Business Combinations with Large Shareholders or Affiliates: As a Bermuda company, we may enter into business combinations with our large shareholders or affiliates, including mergers, asset sales and other transactions in which a large shareholder or affiliate receives, or could receive, a financial benefit that is greater than that received, or to be received, by other shareholders, without obtaining prior approval from our Board of Directors or from our shareholders. If we were a Delaware corporation, we would need prior approval from our Board of Directors or a super-majority of our shareholders to enter into a business combination with an interested shareholder for a period of three years from the time the person became an interested shareholder, unless we opted out of the relevant Delaware statute. Our bye-laws include a provision restricting business combinations with interested shareholders consistent with the corresponding Delaware statute.

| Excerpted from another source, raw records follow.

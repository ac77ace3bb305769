use rust_decimal::Decimal;
use rust_decimal_macros::dec;
use serde::Serialize;
use tracing::debug;

use crate::calc::{Amount, ArithmeticError, Block, CalcContext, Line, Operation};
use crate::config::PolicyConfiguration;
use crate::daycare::Daycare;
use crate::format::format_decimal;
use crate::services::{SelectionError, Services};

const HUNDRED: Decimal = dec!(100);

#[derive(Debug, thiserror::Error)]
pub enum CalculationError {
    #[error(transparent)]
    Selection(#[from] SelectionError),
    #[error(transparent)]
    Arithmetic(#[from] ArithmeticError),
}

/// The five ledgers of one subsidy calculation, in display order.
#[derive(Debug, Clone, PartialEq, Serialize)]
pub struct Calculation {
    pub base: Block,
    pub gross: Block,
    pub net: Block,
    pub actual: Block,
    pub monthly: Block,
}

impl Calculation {
    pub fn blocks(&self) -> [&Block; 5] {
        [&self.base, &self.gross, &self.net, &self.actual, &self.monthly]
    }
}

/// Produces the detailed, auditable subsidy calculation for one household.
///
/// The calculator is pure and stateless across calls: every invocation
/// receives immutable snapshots of the policy, the selected centre and the
/// service selection, and returns a fresh [`Calculation`].
#[derive(Debug, Clone)]
pub struct SubsidyCalculator {
    policy: PolicyConfiguration,
}

impl SubsidyCalculator {
    pub fn new(policy: PolicyConfiguration) -> Self {
        Self { policy }
    }

    pub fn policy(&self) -> &PolicyConfiguration {
        &self.policy
    }

    /// Runs the five-stage pipeline: Base → Gross → Net → Actual →
    /// Monthly. Each stage's first line carries the previous stage's final
    /// total forward exactly.
    ///
    /// All monetary arithmetic runs under the coarse five-digit context;
    /// only the two monthly figures are rounded to five cents, and
    /// independently of each other.
    pub fn calculate(
        &self,
        daycare: &Daycare,
        services: &Services,
        income: Decimal,
        wealth: Decimal,
        rebate: bool,
    ) -> Result<Calculation, CalculationError> {
        services.validate_selection()?;

        let ctx = CalcContext::coarse();
        let cfg = &self.policy;

        // Base rate
        // ---------
        let mut base = Block::new("Berechnungsgrundlage für die Elternbeiträge", ctx);

        base.push(
            Line::new("Steuerbares Einkommen", Operation::Record(Amount::exact(income)))
                .note("Steuerbares Einkommen gemäss letzter Veranlagung"),
        )?;

        let surcharge = ctx
            .mul(ctx.sub(wealth, cfg.max_wealth)?, cfg.wealth_premium)?
            .max(Decimal::ZERO);
        base.push(
            Line::new("Vermögenszuschlag", Operation::Add(Amount::exact(surcharge))).note(
                &format!(
                    "Der Vermögenszuschlag beträgt {} des Vermögens, für das \
                     tatsächlich Steuern anfallen (ab {} CHF).",
                    format_decimal(cfg.wealth_premium),
                    format_decimal(cfg.max_wealth)
                ),
            ),
        )?;

        base.push(Line::new("Massgebendes Gesamteinkommen", Operation::Assign))?;
        base.push(Line::new(
            "Abzüglich Minimaleinkommen",
            Operation::Subtract(Amount::exact(cfg.min_income)),
        ))?;
        base.push(Line::new("Berechnungsgrundlage", Operation::Assign))?;

        debug!(total = %base.total(), "base block computed");

        // Gross contribution
        // ------------------
        let mut gross = Block::new("Berechnung des Brutto-Elternbeitrags", ctx);

        gross.push(Line::new(
            "Übertrag",
            Operation::Record(Amount::exact(base.total())),
        ))?;
        gross.push(
            Line::new("Faktor", Operation::Multiply(Amount::exact(cfg.wealth_factor))).note(
                "Ihr Elternbeitrag wird aufgrund eines Faktors berechnet \
                 (Kita-Reglement Art. 20 Abs 3)",
            ),
        )?;
        gross.push(Line::new(
            "Einkommensabhängiger Elternbeitragsbestandteil",
            Operation::Assign,
        ))?;
        gross.push(Line::new(
            "Mindestbeitrag Eltern",
            Operation::Add(Amount::exact(cfg.min_rate)),
        ))?;
        gross.push(Line::new("Elternbeitrag brutto", Operation::Assign))?;

        // Rebate
        // ------
        let rebate_amount = if rebate {
            ctx.div(ctx.mul(gross.total(), cfg.rebate)?, HUNDRED)?
        } else {
            Decimal::ZERO
        };

        let mut net = Block::new("Berechnung des Rabatts", ctx);

        net.push(Line::new(
            "Übertrag",
            Operation::Record(Amount::exact(gross.total())),
        ))?;
        net.push(
            Line::new("Rabatt", Operation::Subtract(Amount::exact(rebate_amount))).note(&format!(
                "Bei einem Betreuungsumfang von insgesamt mehr als 2 ganzen \
                 Tagen pro Woche gilt ein Rabatt von {}%.",
                format_decimal(cfg.rebate)
            )),
        )?;
        net.push(Line::new("Elternbeitrag netto", Operation::Assign))?;

        // Actual contribution per day
        // ---------------------------
        let mut actual = Block::new(
            "Berechnung des Elternbeitrags und des städtischen Beitrags pro Tag",
            ctx,
        );

        actual.push(Line::new(
            "Übertrag",
            Operation::Record(Amount::exact(net.total())),
        ))?;

        let extra_charge = ctx.sub(daycare.rate, cfg.max_rate)?.max(Decimal::ZERO);
        actual.push(
            Line::new("Zusatzbeitrag Eltern", Operation::Add(Amount::exact(extra_charge))).note(
                &format!(
                    "Zusatzbeitrag für Kitas, deren Tagestarif über {} CHF liegt.",
                    format_decimal(cfg.max_rate)
                ),
            ),
        )?;
        actual.push(
            Line::new("Elternbeitrag pro Tag", Operation::Assign)
                .note("Ihr Beitrag pro Tag (100%) und Kind")
                .bold(),
        )?;

        // Recorded after the per-day subtotal, so the municipal share joins
        // the running total; the weekly tariff below subtracts it back out.
        actual.push(
            Line::new(
                "Städtischer Beitrag pro Tag",
                Operation::Record(Amount::exact(rebate_amount)),
            )
            .note("Städtischer Beitrag für Ihr Kind pro Tag"),
        )?;

        // Monthly flat rate
        // -----------------
        let mut monthly = Block::new(
            "Berechnung des Elternbeitrags und des städtischen Beitrags \
             pro Monat (Monatspauschale)",
            ctx,
        );

        let weekly_tariff = ctx.div(
            ctx.mul(ctx.sub(actual.total(), rebate_amount)?, services.total())?,
            HUNDRED,
        )?;
        monthly.push(
            Line::new("Wochentarif", Operation::Record(Amount::exact(weekly_tariff)))
                .note("Wochentarif: Elternbeiträge der gewählten Betreuungstage"),
        )?;
        monthly.push(
            Line::new("Faktor", Operation::Multiply(Amount::exact(daycare.factor())))
                .note("Faktor für jährliche Öffnungswochen Ihrer Kita"),
        )?;
        monthly.push(
            Line::new("Elternbeitrag pro Monat", Operation::AssignRounded).bold(),
        )?;

        let municipal_monthly = ctx.mul(
            ctx.div(ctx.mul(rebate_amount, services.total())?, HUNDRED)?,
            daycare.factor(),
        )?;
        monthly.push(
            Line::new(
                "Städtischer Beitrag pro Monat",
                Operation::Record(Amount::rounded(municipal_monthly)),
            )
            .note("Städtischer Beitrag für Ihr Kind pro Monat"),
        )?;

        debug!(
            parent_monthly = %monthly.results()[2].amount,
            municipal_monthly = %monthly.results()[3].amount,
            "calculation complete"
        );

        Ok(Calculation {
            base,
            gross,
            net,
            actual,
            monthly,
        })
    }
}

Shareholders’ Suits: The rights of shareholders under Bermuda law are not as extensive as the rights of shareholders in many United States jurisdictions. Class actions and derivative actions are generally not available to shareholders under the laws of Bermuda. However, the Bermuda courts ordinarily would be expected to follow English case law precedent, which would permit a shareholder to commence an action in the name of the company to remedy a wrong done to the company where an act is alleged to be beyond the corporate power of the company, is illegal or would result in the violation of our memorandum of association or bye-laws. Furthermore, a court would consider acts that are alleged to constitute a fraud against the minority shareholders or where an act requires the approval of a greater percentage of our shareholders than actually approved it. The winning party in such an action generally would be able to recover a portion of attorneys’ fees incurred in connection with
such action. Our bye-laws provide that shareholders waive all claims or rights of action that they might have, individually or in the right of the company, against any director or officer for any act or failure to act in the performance of such director’s or officer’s duties, except with respect to any fraud or dishonesty of such director or officer. Class actions and derivative actions generally are available to shareholders under Delaware law for, among other things, breach of fiduciary duty, corporate waste and actions not taken in accordance with applicable law. In such actions, the court has discretion to permit the winning party to recover attorneys’ fees incurred in connection with such action.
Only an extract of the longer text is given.